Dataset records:
☆ ☆ ☆ ☆

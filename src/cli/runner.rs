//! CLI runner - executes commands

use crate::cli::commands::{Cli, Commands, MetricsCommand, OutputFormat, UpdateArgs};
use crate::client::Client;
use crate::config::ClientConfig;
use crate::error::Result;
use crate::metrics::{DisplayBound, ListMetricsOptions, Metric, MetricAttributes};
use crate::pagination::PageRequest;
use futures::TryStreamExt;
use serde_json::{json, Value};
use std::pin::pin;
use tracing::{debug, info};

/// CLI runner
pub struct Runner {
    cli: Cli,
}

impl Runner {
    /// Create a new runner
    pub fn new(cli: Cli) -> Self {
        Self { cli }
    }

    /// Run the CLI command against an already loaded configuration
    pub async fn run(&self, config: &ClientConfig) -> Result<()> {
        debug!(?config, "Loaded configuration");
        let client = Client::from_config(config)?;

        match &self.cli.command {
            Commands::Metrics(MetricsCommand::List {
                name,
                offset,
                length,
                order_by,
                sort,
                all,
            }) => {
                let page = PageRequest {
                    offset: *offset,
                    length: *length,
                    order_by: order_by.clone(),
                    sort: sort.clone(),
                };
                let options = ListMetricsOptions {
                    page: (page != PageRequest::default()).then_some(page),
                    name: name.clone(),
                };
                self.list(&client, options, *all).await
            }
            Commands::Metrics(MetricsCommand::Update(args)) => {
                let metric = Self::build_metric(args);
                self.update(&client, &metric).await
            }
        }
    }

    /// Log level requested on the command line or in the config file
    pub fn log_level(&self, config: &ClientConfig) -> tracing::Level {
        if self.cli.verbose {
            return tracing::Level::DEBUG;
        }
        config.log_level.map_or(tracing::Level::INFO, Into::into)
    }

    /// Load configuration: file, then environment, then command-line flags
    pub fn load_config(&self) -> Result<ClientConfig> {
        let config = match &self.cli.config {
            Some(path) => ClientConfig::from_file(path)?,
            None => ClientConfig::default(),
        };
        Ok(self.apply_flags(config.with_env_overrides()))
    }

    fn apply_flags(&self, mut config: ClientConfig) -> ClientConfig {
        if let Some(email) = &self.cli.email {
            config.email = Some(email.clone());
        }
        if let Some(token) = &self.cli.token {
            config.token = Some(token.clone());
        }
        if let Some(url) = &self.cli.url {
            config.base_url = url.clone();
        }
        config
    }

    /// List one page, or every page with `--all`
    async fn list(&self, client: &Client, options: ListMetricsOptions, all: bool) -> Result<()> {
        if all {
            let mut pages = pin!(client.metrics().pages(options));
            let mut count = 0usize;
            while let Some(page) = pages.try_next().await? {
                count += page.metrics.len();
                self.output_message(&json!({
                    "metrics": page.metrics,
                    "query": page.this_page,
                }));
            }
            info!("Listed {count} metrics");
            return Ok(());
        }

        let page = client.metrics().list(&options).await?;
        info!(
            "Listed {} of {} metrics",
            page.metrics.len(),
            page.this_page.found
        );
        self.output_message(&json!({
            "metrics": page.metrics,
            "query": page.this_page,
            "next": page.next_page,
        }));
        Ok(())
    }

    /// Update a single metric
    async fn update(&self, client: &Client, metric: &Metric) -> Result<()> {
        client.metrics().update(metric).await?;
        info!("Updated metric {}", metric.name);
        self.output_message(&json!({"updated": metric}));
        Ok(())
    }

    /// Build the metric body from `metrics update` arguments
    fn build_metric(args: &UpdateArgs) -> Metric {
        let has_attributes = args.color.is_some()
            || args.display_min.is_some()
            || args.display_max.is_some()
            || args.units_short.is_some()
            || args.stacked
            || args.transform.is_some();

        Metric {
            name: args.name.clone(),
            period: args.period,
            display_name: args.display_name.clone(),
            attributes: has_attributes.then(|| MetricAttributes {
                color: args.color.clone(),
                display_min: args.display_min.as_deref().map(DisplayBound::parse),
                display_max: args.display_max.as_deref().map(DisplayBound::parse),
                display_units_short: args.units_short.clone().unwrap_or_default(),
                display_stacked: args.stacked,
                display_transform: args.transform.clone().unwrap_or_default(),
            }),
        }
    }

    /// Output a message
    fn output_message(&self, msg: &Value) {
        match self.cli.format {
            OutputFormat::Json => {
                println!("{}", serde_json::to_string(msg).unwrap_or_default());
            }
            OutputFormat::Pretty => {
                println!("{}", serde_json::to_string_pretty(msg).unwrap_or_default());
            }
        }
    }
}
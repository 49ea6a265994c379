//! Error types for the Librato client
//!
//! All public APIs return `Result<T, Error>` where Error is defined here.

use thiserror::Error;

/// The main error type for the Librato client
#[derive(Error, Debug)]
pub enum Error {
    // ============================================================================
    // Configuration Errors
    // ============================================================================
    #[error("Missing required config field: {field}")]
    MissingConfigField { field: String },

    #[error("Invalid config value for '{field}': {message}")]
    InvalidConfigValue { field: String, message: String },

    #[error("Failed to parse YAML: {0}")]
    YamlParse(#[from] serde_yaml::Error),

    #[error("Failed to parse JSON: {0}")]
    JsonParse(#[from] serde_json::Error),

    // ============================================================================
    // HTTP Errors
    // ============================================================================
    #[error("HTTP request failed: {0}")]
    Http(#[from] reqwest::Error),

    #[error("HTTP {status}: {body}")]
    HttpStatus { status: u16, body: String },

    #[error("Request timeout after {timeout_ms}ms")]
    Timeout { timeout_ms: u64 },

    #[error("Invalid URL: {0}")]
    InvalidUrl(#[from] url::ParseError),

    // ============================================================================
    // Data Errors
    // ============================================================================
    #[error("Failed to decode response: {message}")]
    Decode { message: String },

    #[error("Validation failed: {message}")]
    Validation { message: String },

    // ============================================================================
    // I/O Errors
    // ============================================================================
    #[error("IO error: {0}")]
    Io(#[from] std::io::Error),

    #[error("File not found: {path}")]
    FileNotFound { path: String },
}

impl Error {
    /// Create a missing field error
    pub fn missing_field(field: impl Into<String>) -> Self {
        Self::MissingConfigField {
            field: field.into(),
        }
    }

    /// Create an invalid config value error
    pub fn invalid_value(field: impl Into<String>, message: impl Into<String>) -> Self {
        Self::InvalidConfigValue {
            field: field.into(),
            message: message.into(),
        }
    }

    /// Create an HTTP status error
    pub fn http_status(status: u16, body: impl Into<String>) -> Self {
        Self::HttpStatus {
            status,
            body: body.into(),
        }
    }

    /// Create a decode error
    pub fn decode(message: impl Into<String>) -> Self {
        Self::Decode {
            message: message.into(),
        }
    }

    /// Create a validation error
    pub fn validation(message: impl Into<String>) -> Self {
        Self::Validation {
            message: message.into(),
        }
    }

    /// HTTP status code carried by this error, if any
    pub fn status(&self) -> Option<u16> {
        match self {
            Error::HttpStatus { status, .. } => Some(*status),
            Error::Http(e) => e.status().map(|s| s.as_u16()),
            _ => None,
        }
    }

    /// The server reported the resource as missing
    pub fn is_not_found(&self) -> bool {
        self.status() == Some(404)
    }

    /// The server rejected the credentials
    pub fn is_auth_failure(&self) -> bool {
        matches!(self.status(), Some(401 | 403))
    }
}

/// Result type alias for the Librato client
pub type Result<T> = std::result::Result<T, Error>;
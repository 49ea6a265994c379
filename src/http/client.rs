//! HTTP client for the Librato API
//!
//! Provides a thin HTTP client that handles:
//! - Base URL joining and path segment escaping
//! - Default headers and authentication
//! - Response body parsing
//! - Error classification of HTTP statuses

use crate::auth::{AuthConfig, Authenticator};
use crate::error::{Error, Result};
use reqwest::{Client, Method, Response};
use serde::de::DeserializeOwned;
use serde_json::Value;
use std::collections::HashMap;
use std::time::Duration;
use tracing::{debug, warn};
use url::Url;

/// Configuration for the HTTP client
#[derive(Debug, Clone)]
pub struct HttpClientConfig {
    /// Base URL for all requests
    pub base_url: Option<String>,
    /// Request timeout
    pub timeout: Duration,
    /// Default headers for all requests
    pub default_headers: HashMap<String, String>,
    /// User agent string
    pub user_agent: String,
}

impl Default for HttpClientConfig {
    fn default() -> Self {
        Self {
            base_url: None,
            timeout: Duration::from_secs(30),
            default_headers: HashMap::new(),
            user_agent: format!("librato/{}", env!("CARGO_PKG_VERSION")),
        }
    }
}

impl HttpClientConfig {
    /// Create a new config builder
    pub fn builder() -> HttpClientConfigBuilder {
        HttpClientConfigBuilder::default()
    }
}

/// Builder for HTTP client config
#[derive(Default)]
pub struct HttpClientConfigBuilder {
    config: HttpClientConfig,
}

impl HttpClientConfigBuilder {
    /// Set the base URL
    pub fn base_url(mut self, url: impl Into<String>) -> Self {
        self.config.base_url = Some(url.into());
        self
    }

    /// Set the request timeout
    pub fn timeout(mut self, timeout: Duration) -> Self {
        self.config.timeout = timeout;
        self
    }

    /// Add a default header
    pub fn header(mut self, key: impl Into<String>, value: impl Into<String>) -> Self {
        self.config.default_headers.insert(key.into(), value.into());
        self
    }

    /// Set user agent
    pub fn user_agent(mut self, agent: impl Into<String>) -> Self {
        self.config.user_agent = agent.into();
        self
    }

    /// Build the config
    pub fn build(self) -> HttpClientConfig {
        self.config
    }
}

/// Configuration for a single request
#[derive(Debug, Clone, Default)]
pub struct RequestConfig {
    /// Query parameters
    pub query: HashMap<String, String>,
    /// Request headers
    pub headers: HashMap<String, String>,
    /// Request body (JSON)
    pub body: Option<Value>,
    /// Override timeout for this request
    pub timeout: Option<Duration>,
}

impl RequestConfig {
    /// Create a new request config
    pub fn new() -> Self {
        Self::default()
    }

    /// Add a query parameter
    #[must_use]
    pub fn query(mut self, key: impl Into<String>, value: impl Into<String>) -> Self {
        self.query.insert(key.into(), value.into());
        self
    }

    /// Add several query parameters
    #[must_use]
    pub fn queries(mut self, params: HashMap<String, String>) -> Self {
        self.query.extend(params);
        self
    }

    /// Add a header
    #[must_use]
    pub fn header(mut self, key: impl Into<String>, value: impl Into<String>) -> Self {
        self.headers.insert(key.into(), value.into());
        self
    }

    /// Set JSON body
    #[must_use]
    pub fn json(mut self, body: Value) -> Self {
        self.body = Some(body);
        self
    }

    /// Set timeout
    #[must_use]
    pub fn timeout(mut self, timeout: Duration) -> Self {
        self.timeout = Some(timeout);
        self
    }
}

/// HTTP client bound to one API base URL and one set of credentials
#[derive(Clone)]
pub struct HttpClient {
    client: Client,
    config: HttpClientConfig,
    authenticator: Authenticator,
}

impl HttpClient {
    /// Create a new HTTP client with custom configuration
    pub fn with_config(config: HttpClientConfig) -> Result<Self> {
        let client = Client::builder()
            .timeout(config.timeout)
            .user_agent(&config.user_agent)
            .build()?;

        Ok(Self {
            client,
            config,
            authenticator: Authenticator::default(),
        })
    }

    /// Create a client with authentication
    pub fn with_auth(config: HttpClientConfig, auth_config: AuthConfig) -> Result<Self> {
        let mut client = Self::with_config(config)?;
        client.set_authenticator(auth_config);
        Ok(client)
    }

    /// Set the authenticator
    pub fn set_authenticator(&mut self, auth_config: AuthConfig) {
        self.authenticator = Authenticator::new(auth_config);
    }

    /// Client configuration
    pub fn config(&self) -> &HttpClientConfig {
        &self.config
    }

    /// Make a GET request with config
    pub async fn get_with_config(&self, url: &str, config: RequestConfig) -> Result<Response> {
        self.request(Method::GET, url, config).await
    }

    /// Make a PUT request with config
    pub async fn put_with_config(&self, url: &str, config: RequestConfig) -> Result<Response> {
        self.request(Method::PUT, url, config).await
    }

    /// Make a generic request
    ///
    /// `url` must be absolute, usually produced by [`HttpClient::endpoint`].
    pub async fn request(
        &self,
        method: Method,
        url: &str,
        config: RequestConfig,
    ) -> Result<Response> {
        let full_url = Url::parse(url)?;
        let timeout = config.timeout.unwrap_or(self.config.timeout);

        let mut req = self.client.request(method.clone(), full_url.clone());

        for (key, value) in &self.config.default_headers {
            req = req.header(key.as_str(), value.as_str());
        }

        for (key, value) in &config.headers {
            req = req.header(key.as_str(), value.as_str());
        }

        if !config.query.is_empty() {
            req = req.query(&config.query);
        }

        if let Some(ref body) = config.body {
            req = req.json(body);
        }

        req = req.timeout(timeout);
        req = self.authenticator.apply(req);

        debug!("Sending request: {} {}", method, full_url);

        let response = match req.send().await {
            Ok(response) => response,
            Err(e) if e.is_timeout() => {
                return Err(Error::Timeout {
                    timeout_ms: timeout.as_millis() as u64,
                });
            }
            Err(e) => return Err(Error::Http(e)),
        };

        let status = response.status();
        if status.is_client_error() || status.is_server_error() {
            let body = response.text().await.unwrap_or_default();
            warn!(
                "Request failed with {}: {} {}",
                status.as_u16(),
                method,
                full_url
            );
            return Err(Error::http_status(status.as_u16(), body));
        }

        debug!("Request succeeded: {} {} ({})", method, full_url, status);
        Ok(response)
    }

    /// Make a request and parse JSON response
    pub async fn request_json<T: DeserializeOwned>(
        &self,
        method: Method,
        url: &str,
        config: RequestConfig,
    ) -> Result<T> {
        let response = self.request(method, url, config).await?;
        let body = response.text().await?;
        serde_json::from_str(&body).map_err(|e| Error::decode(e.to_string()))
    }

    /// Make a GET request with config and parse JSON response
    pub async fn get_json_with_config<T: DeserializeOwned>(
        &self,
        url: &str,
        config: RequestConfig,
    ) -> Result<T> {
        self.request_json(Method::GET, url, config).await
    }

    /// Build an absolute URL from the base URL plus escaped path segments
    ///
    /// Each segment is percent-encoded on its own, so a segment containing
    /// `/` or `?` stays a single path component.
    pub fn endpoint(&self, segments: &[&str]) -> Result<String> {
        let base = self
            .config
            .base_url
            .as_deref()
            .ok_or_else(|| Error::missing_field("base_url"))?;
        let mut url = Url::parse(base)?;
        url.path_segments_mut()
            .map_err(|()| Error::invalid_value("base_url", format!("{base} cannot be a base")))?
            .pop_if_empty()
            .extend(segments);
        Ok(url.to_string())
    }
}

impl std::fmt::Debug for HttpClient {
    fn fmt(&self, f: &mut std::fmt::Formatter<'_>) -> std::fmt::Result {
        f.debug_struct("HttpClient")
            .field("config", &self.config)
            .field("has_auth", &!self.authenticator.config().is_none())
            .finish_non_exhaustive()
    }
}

☆ ☆ ☆ ☆

▶ _Problem to work on_:
Starting with the line above that holds "config.token = Some(token.clone());" and stopping with the line that holds "let mut pages", reproduce each line exactly, omitting all other lines.

▶ _Response_:
            config.token = Some(token.clone());
        }
        if let Some(url) = &self.cli.url {
            config.base_url = url.clone();
        }
        config
    }

    /// List one page, or every page with `--all`
    async fn list(&self, client: &Client, options: ListMetricsOptions, all: bool) -> Result<()> {
        if all {
            let mut pages = pin!(client.metrics().pages(options));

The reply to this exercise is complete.